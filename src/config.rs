//! Configuration management for the user API.
//!
//! This module provides a configuration system that supports:
//! - Command-line arguments via clap
//! - Environment variables (also read from a `.env` file at startup)
//! - Sensible defaults for every setting
//!
//! # Commands
//!
//! - `user-api` / `user-api serve` - Start the HTTP server (default)
//! - `user-api check` - Validate configuration and print the directory
//!
//! # Environment Variables
//!
//! - `HOST` - Server bind address (default: 0.0.0.0)
//! - `PORT` - Server port (default: 4000)
//! - `API_KEY` - Shared secret for `/users` (default: secret123, development only)
//! - `APP_ENV` - development, production or test (default: development)
//! - `LOG_LEVEL` - Log level (default: info)
//! - `CORS_ORIGINS` - Comma-separated allowed origins (default: any)
//! - `BODY_LIMIT` - Maximum JSON body size in bytes (default: 102400)

use clap::{Args, Parser, Subcommand, ValueEnum};

use crate::pipeline::{DEFAULT_API_KEY, DEFAULT_BODY_LIMIT};

// =============================================================================
// Default Values
// =============================================================================

/// Default server host.
pub const DEFAULT_HOST: &str = "0.0.0.0";

/// Default server port.
pub const DEFAULT_PORT: u16 = 4000;

/// Default log level.
pub const DEFAULT_LOG_LEVEL: &str = "info";

const LOG_LEVELS: [&str; 5] = ["trace", "debug", "info", "warn", "error"];

// =============================================================================
// CLI Arguments
// =============================================================================

/// User API - a small JSON user directory behind an API key.
#[derive(Parser, Debug, Clone)]
#[command(name = "user-api")]
#[command(author, version, about, long_about = None)]
#[command(args_conflicts_with_subcommands = true)]
pub struct Cli {
    #[command(subcommand)]
    pub command: Option<Command>,

    #[command(flatten)]
    pub serve: ServeConfig,
}

impl Cli {
    /// The command to run; `serve` when none was given.
    pub fn into_command(self) -> Command {
        self.command.unwrap_or(Command::Serve(self.serve))
    }
}

#[derive(Subcommand, Debug, Clone)]
pub enum Command {
    /// Start the HTTP server
    Serve(ServeConfig),

    /// Validate the configuration without starting the server
    Check(ServeConfig),
}

/// Deployment environment.
#[derive(ValueEnum, Debug, Clone, Copy, PartialEq, Eq, Default)]
pub enum Environment {
    #[default]
    Development,
    Production,
    Test,
}

impl Environment {
    pub fn is_production(self) -> bool {
        self == Environment::Production
    }

    pub fn as_str(self) -> &'static str {
        match self {
            Environment::Development => "development",
            Environment::Production => "production",
            Environment::Test => "test",
        }
    }
}

impl std::fmt::Display for Environment {
    fn fmt(&self, f: &mut std::fmt::Formatter<'_>) -> std::fmt::Result {
        f.write_str(self.as_str())
    }
}

/// Settings for serving (shared by `serve` and `check`).
#[derive(Args, Debug, Clone)]
pub struct ServeConfig {
    // =========================================================================
    // Server Configuration
    // =========================================================================
    /// Host address to bind the server to.
    #[arg(long, default_value = DEFAULT_HOST, env = "HOST")]
    pub host: String,

    /// Port to listen on.
    #[arg(short, long, default_value_t = DEFAULT_PORT, env = "PORT")]
    pub port: u16,

    /// Deployment environment.
    #[arg(long, value_enum, default_value_t = Environment::Development, env = "APP_ENV")]
    pub environment: Environment,

    // =========================================================================
    // Authentication Configuration
    // =========================================================================
    /// Shared secret required in the x-api-key header under /users.
    #[arg(long, default_value = DEFAULT_API_KEY, env = "API_KEY", hide_env_values = true)]
    pub api_key: String,

    // =========================================================================
    // HTTP Configuration
    // =========================================================================
    /// Allowed CORS origins (comma-separated).
    ///
    /// If not specified, allows any origin.
    #[arg(long, env = "CORS_ORIGINS", value_delimiter = ',')]
    pub cors_origins: Option<Vec<String>>,

    /// Maximum accepted JSON body size in bytes.
    #[arg(long, default_value_t = DEFAULT_BODY_LIMIT, env = "BODY_LIMIT")]
    pub body_limit: usize,

    // =========================================================================
    // Logging Configuration
    // =========================================================================
    /// Log level (trace, debug, info, warn, error).
    #[arg(long, default_value = DEFAULT_LOG_LEVEL, env = "LOG_LEVEL")]
    pub log_level: String,

    /// Enable verbose logging (debug level).
    #[arg(short, long, default_value_t = false)]
    pub verbose: bool,

    /// Disable request tracing.
    #[arg(long, default_value_t = false)]
    pub no_tracing: bool,
}

impl ServeConfig {
    /// Validate the configuration and return an error message if invalid.
    pub fn validate(&self) -> Result<(), String> {
        if self.api_key.trim().is_empty() {
            return Err("API key must not be empty. Set --api-key or API_KEY".to_string());
        }

        if self.environment.is_production() && self.api_key.trim() == DEFAULT_API_KEY {
            return Err(
                "The default API key cannot be used in production. Set --api-key or API_KEY"
                    .to_string(),
            );
        }

        if self.body_limit == 0 {
            return Err("body_limit must be greater than 0".to_string());
        }

        if !LOG_LEVELS.contains(&self.log_level.to_ascii_lowercase().as_str()) {
            return Err(format!(
                "Invalid log level '{}'. Expected one of: {}",
                self.log_level,
                LOG_LEVELS.join(", ")
            ));
        }

        Ok(())
    }

    /// Get the server bind address as "host:port".
    pub fn bind_address(&self) -> String {
        format!("{}:{}", self.host, self.port)
    }

    /// The effective log level; `--verbose` forces debug.
    pub fn effective_log_level(&self) -> String {
        if self.verbose {
            "debug".to_string()
        } else {
            self.log_level.to_ascii_lowercase()
        }
    }

    /// Default tracing filter for this configuration.
    pub fn default_filter(&self) -> String {
        let level = self.effective_log_level();
        format!("user_api={},tower_http={}", level, level)
    }

    /// Whether the built-in development key is in use.
    pub fn uses_default_api_key(&self) -> bool {
        self.api_key.trim() == DEFAULT_API_KEY
    }
}

// =============================================================================
// Tests
// =============================================================================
______________________________
- Exercise brief
Please copy each line from the material above in which the string "impl" appears.

- Response to the task
impl Cli {
impl Environment {
impl std::fmt::Display for Environment {
impl ServeConfig {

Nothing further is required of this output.